— DATA RECORDS —
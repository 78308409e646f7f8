//! Broker Client
//!
//! Adapters around the backend publish/subscribe broker.
//!
//! ## Architecture
//!
//! - **BrokerClient**: one connection to the broker, exposing
//!   subscribe / unsubscribe / publish with callback delivery
//! - **BrokerConnector**: opens a fresh `BrokerClient` per relay session;
//!   connections are never shared between sessions
//! - **MqttBroker**: MQTT implementation backed by `rumqttc`
//! - **MemoryBroker**: in-process broker for tests and local development
//!
//! ## Delivery ordering
//!
//! Handlers are invoked from the adapter's own task. After `unsubscribe`
//! returns, the handler registered for that topic is never invoked again.

mod dispatch;
mod memory;
mod mqtt;
mod topic;

pub use memory::{MemoryBroker, MemoryBrokerClient};
pub use mqtt::{BrokerAddress, MqttBroker, MqttConnector, MqttSettings, MQTT_MAX_PACKET_BYTES};
pub use topic::{topic_matches, validate_topic_filter, TopicError, MAX_TOPIC_LEN};

use async_trait::async_trait;
use bytes::Bytes;
use std::sync::Arc;
use thiserror::Error;

/// One message pushed by the broker on a subscribed topic
#[derive(Debug, Clone, PartialEq, Eq)]
pub struct Delivery {
    /// Concrete topic the message was published on
    pub topic: String,
    /// Raw message payload
    pub payload: Bytes,
}

impl Delivery {
    pub fn new(topic: impl Into<String>, payload: impl Into<Bytes>) -> Self {
        Self {
            topic: topic.into(),
            payload: payload.into(),
        }
    }
}

/// Broker-side handle for one registered topic filter
#[derive(Debug, Clone, Copy, PartialEq, Eq, Hash)]
pub struct SubscriptionId(pub u64);

/// Callback invoked once per inbound broker message on a subscribed topic.
///
/// Implementations must return promptly: the adapter's delivery task is
/// shared by every topic of the connection.
#[async_trait]
pub trait MessageHandler: Send + Sync {
    async fn on_message(&self, delivery: Delivery);
}

/// One connection to the backend broker
#[async_trait]
pub trait BrokerClient: Send + Sync {
    /// Establish the connection.
    ///
    /// Fails with [`BrokerError::Unavailable`] when the broker cannot be
    /// reached within the configured attempt window. Never retries.
    async fn connect(&self) -> Result<(), BrokerError>;

    /// Register `handler` for every message matching `topic`.
    ///
    /// Returns once the broker has accepted the subscription; a refusal is
    /// [`BrokerError::Rejected`] and leaves no route behind.
    async fn subscribe(
        &self,
        topic: &str,
        handler: Arc<dyn MessageHandler>,
    ) -> Result<SubscriptionId, BrokerError>;

    /// Stop deliveries for `topic`.
    async fn unsubscribe(&self, topic: &str) -> Result<(), BrokerError>;

    /// Publish `payload` on `topic`.
    async fn publish(&self, topic: &str, payload: Bytes) -> Result<(), BrokerError>;

    /// Close the connection. Idempotent, and safe when `connect` never succeeded.
    async fn disconnect(&self);

    /// Whether the connection is currently usable
    fn is_connected(&self) -> bool;
}

/// Factory for per-session broker connections
pub trait BrokerConnector: Send + Sync {
    /// Create an unconnected client for the given session.
    fn open(&self, session_id: &str) -> Box<dyn BrokerClient>;

    /// Human-readable broker address for logs and health output
    fn describe(&self) -> String;
}

/// Errors raised by broker adapters
#[derive(Debug, Error)]
pub enum BrokerError {
    #[error("Broker unavailable: {0}")]
    Unavailable(String),

    #[error("Not connected to broker")]
    NotConnected,

    #[error("Invalid topic filter: {0}")]
    InvalidTopic(#[from] TopicError),

    #[error("Invalid broker address: {0}")]
    InvalidAddress(String),

    #[error("Broker request failed: {0}")]
    Request(String),

    #[error("Subscription rejected by broker: {0}")]
    Rejected(String),
}
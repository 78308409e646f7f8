//! Relay error types

use thiserror::Error;

use crate::transport::TransportError;

/// Errors raised while relaying one client session
#[derive(Error, Debug)]
pub enum RelayError {
    /// Broker could not be reached at session start; fatal to setup
    #[error("Broker unavailable: {0}")]
    BrokerUnavailable(String),

    /// A single topic could not be subscribed; other topics are unaffected
    #[error("Subscribe to '{topic}' failed: {reason}")]
    SubscribeFailed { topic: String, reason: String },

    /// Reading from the client failed
    #[error("Transport read error: {0}")]
    TransportRead(String),

    /// The client connection ended
    #[error("Transport closed")]
    TransportClosed,

    /// Writing to the client failed
    #[error("Transport write error: {0}")]
    TransportWrite(String),

    /// A delivery was discarded because the session's channel was full.
    /// Counted and logged, never surfaced to the client.
    #[error("Delivery dropped for topic '{topic}'")]
    DeliveryDropped { topic: String },

    /// The session limit has been reached
    #[error("Too many sessions (limit: {0})")]
    TooManySessions(usize),
}

impl RelayError {
    pub(crate) fn subscribe_failed(topic: &str, reason: impl ToString) -> Self {
        RelayError::SubscribeFailed {
            topic: topic.to_string(),
            reason: reason.to_string(),
        }
    }
}

impl From<TransportError> for RelayError {
    fn from(err: TransportError) -> Self {
        match err {
            TransportError::Closed => RelayError::TransportClosed,
            TransportError::Read(e) => RelayError::TransportRead(e),
            TransportError::Write(e) => RelayError::TransportWrite(e),
        }
    }
}

/// Result type alias for relay operations
pub type RelayResult<T> = Result<T, RelayError>;

#[cfg(test)]
mod tests {
    use super::*;

    #[test]
    fn test_error_display() {
        let err = RelayError::subscribe_failed("sensors/#/x", "'#' must occupy the last topic level");
        assert_eq!(
            err.to_string(),
            "Subscribe to 'sensors/#/x' failed: '#' must occupy the last topic level"
        );

        let err = RelayError::TooManySessions(2);
        assert_eq!(err.to_string(), "Too many sessions (limit: 2)");
    }

    #[test]
    fn test_transport_error_conversion() {
        let err: RelayError = TransportError::Closed.into();
        assert!(matches!(err, RelayError::TransportClosed));

        let err: RelayError = TransportError::Write("broken pipe".into()).into();
        assert!(matches!(err, RelayError::TransportWrite(_)));
    }
}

— YOUR ASSIGNMENT —
Transcribe the entries above exactly.

— TASK SOLUTION —
repository 78308409e646f7f8
//! Broker Client
//!
//! Adapters around the backend publish/subscribe broker.
//!
//! ## Architecture
//!
//! - **BrokerClient**: one connection to the broker, exposing
//!   subscribe / unsubscribe / publish with callback delivery
//! - **BrokerConnector**: opens a fresh `BrokerClient` per relay session;
//!   connections are never shared between sessions
//! - **MqttBroker**: MQTT implementation backed by `rumqttc`
//! - **MemoryBroker**: in-process broker for tests and local development
//!
//! ## Delivery ordering
//!
//! Handlers are invoked from the adapter's own task. After `unsubscribe`
//! returns, the handler registered for that topic is never invoked again.

mod dispatch;
mod memory;
mod mqtt;
mod topic;

pub use memory::{MemoryBroker, MemoryBrokerClient};
pub use mqtt::{BrokerAddress, MqttBroker, MqttConnector, MqttSettings, MQTT_MAX_PACKET_BYTES};
pub use topic::{topic_matches, validate_topic_filter, TopicError, MAX_TOPIC_LEN};

use async_trait::async_trait;
use bytes::Bytes;
use std::sync::Arc;
use thiserror::Error;

/// One message pushed by the broker on a subscribed topic
#[derive(Debug, Clone, PartialEq, Eq)]
pub struct Delivery {
    /// Concrete topic the message was published on
    pub topic: String,
    /// Raw message payload
    pub payload: Bytes,
}

impl Delivery {
    pub fn new(topic: impl Into<String>, payload: impl Into<Bytes>) -> Self {
        Self {
            topic: topic.into(),
            payload: payload.into(),
        }
    }
}

/// Broker-side handle for one registered topic filter
#[derive(Debug, Clone, Copy, PartialEq, Eq, Hash)]
pub struct SubscriptionId(pub u64);

/// Callback invoked once per inbound broker message on a subscribed topic.
///
/// Implementations must return promptly: the adapter's delivery task is
/// shared by every topic of the connection.
#[async_trait]
pub trait MessageHandler: Send + Sync {
    async fn on_message(&self, delivery: Delivery);
}

/// One connection to the backend broker
#[async_trait]
pub trait BrokerClient: Send + Sync {
    /// Establish the connection.
    ///
    /// Fails with [`BrokerError::Unavailable`] when the broker cannot be
    /// reached within the configured attempt window. Never retries.
    async fn connect(&self) -> Result<(), BrokerError>;

    /// Register `handler` for every message matching `topic`.
    ///
    /// Returns once the broker has accepted the subscription; a refusal is
    /// [`BrokerError::Rejected`] and leaves no route behind.
    async fn subscribe(
        &self,
        topic: &str,
        handler: Arc<dyn MessageHandler>,
    ) -> Result<SubscriptionId, BrokerError>;

    /// Stop deliveries for `topic`.
    async fn unsubscribe(&self, topic: &str) -> Result<(), BrokerError>;

    /// Publish `payload` on `topic`.
    async fn publish(&self, topic: &str, payload: Bytes) -> Result<(), BrokerError>;

    /// Close the connection. Idempotent, and safe when `connect` never succeeded.
    async fn disconnect(&self);

    /// Whether the connection is currently usable
    fn is_connected(&self) -> bool;
}

/// Factory for per-session broker connections
pub trait BrokerConnector: Send + Sync {
    /// Create an unconnected client for the given session.
    fn open(&self, session_id: &str) -> Box<dyn BrokerClient>;

    /// Human-readable broker address for logs and health output
    fn describe(&self) -> String;
}

/// Errors raised by broker adapters
#[derive(Debug, Error)]
pub enum BrokerError {
    #[error("Broker unavailable: {0}")]
    Unavailable(String),

    #[error("Not connected to broker")]
    NotConnected,

    #[error("Invalid topic filter: {0}")]
    InvalidTopic(#[from] TopicError),

    #[error("Invalid broker address: {0}")]
    InvalidAddress(String),

    #[error("Broker request failed: {0}")]
    Request(String),

    #[error("Subscription rejected by broker: {0}")]
    Rejected(String),
}
repository 78308409e646f7f8
//! Relay error types

use thiserror::Error;

use crate::transport::TransportError;

/// Errors raised while relaying one client session
#[derive(Error, Debug)]
pub enum RelayError {
    /// Broker could not be reached at session start; fatal to setup
    #[error("Broker unavailable: {0}")]
    BrokerUnavailable(String),

    /// A single topic could not be subscribed; other topics are unaffected
    #[error("Subscribe to '{topic}' failed: {reason}")]
    SubscribeFailed { topic: String, reason: String },

    /// Reading from the client failed
    #[error("Transport read error: {0}")]
    TransportRead(String),

    /// The client connection ended
    #[error("Transport closed")]
    TransportClosed,

    /// Writing to the client failed
    #[error("Transport write error: {0}")]
    TransportWrite(String),

    /// A delivery was discarded because the session's channel was full.
    /// Counted and logged, never surfaced to the client.
    #[error("Delivery dropped for topic '{topic}'")]
    DeliveryDropped { topic: String },

    /// The session limit has been reached
    #[error("Too many sessions (limit: {0})")]
    TooManySessions(usize),
}

impl RelayError {
    pub(crate) fn subscribe_failed(topic: &str, reason: impl ToString) -> Self {
        RelayError::SubscribeFailed {
            topic: topic.to_string(),
            reason: reason.to_string(),
        }
    }
}

impl From<TransportError> for RelayError {
    fn from(err: TransportError) -> Self {
        match err {
            TransportError::Closed => RelayError::TransportClosed,
            TransportError::Read(e) => RelayError::TransportRead(e),
            TransportError::Write(e) => RelayError::TransportWrite(e),
        }
    }
}

/// Result type alias for relay operations
pub type RelayResult<T> = Result<T, RelayError>;

#[cfg(test)]
mod tests {
    use super::*;

    #[test]
    fn test_error_display() {
        let err = RelayError::subscribe_failed("sensors/#/x", "'#' must occupy the last topic level");
        assert_eq!(
            err.to_string(),
            "Subscribe to 'sensors/#/x' failed: '#' must occupy the last topic level"
        );

        let err = RelayError::TooManySessions(2);
        assert_eq!(err.to_string(), "Too many sessions (limit: 2)");
    }

    #[test]
    fn test_transport_error_conversion() {
        let err: RelayError = TransportError::Closed.into();
        assert!(matches!(err, RelayError::TransportClosed));

        let err: RelayError = TransportError::Write("broken pipe".into()).into();
        assert!(matches!(err, RelayError::TransportWrite(_)));
    }
}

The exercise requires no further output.